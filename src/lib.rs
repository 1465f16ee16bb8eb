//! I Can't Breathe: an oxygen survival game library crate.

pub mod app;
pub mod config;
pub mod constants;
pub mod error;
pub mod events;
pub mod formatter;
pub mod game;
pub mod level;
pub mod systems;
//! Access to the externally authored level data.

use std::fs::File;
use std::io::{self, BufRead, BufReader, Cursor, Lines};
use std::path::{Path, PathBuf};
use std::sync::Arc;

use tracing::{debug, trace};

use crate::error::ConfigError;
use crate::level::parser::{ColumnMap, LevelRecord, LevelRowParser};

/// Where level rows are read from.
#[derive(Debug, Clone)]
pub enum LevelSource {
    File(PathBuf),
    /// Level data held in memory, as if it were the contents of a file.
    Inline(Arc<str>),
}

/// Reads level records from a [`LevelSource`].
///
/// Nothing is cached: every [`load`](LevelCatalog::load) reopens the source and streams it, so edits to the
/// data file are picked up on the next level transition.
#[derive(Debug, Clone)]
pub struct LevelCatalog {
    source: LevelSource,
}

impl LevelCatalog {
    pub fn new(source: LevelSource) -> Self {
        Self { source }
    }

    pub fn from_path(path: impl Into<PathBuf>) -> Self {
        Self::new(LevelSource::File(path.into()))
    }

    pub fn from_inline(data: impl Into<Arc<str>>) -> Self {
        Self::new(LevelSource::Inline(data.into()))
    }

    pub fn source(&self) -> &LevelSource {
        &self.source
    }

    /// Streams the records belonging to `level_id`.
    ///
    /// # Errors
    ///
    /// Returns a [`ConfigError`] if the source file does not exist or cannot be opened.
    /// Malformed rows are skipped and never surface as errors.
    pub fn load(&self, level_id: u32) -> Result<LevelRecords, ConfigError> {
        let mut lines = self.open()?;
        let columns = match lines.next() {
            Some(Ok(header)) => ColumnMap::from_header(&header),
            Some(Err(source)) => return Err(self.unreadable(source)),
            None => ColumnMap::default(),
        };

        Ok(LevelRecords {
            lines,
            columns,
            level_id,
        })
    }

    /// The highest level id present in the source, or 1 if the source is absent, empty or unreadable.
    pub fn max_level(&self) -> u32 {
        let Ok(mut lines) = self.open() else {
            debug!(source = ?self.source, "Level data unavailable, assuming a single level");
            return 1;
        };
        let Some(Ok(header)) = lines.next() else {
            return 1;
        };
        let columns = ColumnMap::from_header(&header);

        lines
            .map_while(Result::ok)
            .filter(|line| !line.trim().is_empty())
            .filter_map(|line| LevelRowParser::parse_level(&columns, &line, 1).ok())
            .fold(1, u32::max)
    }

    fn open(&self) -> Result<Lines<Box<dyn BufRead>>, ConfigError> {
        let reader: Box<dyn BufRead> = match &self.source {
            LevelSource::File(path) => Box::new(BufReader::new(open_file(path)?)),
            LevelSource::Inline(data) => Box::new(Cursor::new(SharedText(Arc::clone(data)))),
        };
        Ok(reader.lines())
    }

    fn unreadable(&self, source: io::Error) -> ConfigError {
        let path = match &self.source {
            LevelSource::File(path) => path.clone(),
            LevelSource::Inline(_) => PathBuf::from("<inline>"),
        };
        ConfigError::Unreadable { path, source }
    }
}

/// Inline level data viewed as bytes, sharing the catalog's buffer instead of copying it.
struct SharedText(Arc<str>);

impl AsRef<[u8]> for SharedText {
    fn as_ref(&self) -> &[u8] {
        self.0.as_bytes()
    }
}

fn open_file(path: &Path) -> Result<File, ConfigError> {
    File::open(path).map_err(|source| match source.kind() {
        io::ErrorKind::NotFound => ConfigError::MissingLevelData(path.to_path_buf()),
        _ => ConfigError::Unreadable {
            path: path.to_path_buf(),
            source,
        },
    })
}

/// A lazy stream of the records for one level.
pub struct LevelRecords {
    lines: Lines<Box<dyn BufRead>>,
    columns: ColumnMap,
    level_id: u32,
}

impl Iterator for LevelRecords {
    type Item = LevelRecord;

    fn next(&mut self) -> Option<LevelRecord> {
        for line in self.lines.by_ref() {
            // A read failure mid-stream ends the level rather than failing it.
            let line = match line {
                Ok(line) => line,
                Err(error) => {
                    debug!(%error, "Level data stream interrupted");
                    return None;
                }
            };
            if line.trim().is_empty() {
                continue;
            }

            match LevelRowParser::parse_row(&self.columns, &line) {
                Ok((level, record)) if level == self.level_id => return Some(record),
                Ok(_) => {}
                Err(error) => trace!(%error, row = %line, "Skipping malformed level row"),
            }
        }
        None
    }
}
#####
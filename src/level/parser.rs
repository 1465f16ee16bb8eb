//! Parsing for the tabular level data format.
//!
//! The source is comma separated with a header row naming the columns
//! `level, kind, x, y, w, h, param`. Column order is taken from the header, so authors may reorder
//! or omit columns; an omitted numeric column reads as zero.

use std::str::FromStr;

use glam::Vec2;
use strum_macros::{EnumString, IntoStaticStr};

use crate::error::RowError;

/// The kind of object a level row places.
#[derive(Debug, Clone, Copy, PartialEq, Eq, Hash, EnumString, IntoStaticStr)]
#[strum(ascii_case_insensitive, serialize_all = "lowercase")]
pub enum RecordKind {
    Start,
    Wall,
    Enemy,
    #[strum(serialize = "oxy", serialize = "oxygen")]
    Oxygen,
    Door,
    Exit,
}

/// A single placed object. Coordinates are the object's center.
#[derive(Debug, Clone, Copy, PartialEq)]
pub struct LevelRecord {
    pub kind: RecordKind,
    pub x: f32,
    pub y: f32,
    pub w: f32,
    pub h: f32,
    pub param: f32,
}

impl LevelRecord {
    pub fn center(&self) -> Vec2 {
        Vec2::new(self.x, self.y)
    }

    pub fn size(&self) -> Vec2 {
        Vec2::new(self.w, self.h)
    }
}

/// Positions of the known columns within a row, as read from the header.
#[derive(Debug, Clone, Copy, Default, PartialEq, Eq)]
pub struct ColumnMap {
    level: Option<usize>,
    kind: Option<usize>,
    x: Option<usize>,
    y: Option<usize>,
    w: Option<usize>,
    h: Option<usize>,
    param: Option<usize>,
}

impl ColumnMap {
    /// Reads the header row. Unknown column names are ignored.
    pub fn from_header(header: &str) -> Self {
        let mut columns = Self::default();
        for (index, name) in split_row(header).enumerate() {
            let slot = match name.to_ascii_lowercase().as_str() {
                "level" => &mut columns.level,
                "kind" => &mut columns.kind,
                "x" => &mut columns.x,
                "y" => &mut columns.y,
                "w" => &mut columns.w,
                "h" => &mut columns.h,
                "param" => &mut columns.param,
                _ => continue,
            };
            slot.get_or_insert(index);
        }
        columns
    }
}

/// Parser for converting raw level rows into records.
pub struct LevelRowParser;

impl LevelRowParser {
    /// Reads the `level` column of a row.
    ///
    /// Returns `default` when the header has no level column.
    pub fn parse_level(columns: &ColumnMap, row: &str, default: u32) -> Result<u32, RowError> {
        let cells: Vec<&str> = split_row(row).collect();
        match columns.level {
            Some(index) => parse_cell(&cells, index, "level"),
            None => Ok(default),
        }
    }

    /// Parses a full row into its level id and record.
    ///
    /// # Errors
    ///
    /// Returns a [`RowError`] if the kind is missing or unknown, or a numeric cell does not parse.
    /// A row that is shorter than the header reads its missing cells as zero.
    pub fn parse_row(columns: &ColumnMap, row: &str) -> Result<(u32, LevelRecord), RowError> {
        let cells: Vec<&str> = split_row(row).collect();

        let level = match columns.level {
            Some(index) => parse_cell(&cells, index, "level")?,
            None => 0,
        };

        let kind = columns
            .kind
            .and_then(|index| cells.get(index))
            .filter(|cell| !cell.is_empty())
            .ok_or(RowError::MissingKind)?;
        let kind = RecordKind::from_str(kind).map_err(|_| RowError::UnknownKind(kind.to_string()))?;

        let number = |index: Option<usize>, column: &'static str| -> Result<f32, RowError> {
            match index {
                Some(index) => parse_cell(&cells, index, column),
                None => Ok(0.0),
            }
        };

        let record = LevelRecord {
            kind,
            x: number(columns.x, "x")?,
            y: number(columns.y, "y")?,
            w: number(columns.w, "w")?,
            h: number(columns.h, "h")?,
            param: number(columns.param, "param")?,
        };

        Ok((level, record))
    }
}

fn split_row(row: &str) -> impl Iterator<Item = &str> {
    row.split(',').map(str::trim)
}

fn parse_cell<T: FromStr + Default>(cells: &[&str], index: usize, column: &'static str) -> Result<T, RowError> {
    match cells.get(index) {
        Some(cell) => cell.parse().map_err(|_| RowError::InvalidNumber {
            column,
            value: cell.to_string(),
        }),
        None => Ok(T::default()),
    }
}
#####
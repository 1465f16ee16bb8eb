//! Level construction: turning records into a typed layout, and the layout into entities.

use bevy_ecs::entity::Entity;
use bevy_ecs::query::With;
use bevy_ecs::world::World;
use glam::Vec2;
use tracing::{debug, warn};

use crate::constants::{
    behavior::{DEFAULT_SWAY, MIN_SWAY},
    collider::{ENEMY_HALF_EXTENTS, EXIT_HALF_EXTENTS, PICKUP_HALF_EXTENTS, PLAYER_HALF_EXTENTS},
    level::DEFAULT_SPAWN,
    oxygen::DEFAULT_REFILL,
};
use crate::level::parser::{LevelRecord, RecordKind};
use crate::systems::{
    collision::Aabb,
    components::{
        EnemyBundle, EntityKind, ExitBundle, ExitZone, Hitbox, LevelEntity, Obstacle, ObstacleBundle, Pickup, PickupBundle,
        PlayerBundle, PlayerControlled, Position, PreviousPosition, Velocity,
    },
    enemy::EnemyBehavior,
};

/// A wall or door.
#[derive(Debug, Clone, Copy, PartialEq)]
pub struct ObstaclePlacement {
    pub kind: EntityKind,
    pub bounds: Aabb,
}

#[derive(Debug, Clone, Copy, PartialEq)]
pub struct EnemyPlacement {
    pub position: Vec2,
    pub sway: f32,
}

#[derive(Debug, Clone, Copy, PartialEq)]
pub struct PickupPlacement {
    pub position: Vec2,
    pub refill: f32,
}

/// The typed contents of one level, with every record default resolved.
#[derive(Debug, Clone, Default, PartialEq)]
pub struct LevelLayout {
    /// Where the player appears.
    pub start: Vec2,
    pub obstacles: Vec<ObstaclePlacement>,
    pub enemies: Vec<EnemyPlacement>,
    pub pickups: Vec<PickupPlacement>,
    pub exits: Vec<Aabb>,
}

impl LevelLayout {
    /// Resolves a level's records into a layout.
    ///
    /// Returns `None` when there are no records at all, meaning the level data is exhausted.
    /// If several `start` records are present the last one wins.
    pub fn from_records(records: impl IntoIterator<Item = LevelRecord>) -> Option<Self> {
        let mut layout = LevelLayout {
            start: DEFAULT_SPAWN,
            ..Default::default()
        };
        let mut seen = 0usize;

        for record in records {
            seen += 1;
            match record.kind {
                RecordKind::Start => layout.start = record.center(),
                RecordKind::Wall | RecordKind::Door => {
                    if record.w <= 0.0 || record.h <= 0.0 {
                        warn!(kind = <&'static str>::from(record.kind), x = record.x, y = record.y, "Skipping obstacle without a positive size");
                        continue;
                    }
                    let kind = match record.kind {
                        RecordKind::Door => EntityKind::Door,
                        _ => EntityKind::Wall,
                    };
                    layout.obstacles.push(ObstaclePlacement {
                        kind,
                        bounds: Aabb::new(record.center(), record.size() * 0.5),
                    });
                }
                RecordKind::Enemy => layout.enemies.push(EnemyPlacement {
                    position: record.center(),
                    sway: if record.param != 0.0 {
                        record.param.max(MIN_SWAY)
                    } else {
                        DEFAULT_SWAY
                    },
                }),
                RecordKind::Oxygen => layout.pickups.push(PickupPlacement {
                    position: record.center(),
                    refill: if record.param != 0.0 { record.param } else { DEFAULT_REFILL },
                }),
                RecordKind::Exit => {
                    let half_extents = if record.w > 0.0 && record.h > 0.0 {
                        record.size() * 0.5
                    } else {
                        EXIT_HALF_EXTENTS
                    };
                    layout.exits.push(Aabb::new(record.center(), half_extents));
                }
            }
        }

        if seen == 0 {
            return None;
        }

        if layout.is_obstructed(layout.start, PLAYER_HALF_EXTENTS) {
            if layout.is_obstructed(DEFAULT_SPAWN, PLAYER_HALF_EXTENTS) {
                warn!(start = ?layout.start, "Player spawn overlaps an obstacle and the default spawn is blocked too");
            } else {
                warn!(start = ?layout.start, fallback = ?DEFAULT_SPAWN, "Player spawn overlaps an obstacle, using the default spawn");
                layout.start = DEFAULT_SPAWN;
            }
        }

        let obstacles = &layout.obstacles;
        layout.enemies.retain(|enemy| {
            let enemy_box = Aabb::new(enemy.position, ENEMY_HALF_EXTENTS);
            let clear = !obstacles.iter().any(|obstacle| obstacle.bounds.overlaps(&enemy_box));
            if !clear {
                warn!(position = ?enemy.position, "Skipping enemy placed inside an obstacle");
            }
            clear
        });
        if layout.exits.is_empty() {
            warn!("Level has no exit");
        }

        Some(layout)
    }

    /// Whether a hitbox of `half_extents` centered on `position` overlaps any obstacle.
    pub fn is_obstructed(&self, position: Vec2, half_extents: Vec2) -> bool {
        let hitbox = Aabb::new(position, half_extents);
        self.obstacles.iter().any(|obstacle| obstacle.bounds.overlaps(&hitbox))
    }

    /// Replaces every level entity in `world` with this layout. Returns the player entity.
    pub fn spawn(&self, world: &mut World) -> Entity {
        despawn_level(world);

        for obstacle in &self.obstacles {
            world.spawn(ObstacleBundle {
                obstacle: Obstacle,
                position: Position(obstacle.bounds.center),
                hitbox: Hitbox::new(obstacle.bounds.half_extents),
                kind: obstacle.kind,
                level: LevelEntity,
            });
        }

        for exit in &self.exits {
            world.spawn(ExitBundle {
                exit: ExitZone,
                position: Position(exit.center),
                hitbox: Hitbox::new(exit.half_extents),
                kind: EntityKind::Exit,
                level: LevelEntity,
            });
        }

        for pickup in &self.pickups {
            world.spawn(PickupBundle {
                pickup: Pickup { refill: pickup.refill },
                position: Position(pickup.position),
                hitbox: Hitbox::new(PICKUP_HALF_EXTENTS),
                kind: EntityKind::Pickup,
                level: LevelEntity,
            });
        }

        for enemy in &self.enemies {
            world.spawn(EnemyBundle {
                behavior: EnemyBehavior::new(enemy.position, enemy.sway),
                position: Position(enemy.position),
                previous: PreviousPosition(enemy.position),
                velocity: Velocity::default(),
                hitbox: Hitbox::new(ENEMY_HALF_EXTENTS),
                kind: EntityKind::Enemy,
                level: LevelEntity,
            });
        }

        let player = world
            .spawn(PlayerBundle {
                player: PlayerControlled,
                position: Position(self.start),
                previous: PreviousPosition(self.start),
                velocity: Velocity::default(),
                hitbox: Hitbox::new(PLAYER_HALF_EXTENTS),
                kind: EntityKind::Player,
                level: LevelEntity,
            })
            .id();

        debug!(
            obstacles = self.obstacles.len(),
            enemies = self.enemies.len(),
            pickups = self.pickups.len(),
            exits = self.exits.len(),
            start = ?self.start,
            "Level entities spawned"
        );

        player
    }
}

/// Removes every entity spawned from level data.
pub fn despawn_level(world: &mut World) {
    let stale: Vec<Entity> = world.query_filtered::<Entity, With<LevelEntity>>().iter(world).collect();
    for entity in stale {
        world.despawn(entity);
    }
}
#####
YOUR OBJECTIVE
Copy exactly the stretch of data above from the line with "filename src/lib.rs" through the line with "use std::fs::File;", and omit all other lines.

SOLUTION FOR THIS EXERCISE
filename src/lib.rs
repository 1465f16ee16bb8eb
//! I Can't Breathe: an oxygen survival game library crate.

pub mod app;
pub mod config;
pub mod constants;
pub mod error;
pub mod events;
pub mod formatter;
pub mod game;
pub mod level;
pub mod systems;
//! Access to the externally authored level data.

use std::fs::File;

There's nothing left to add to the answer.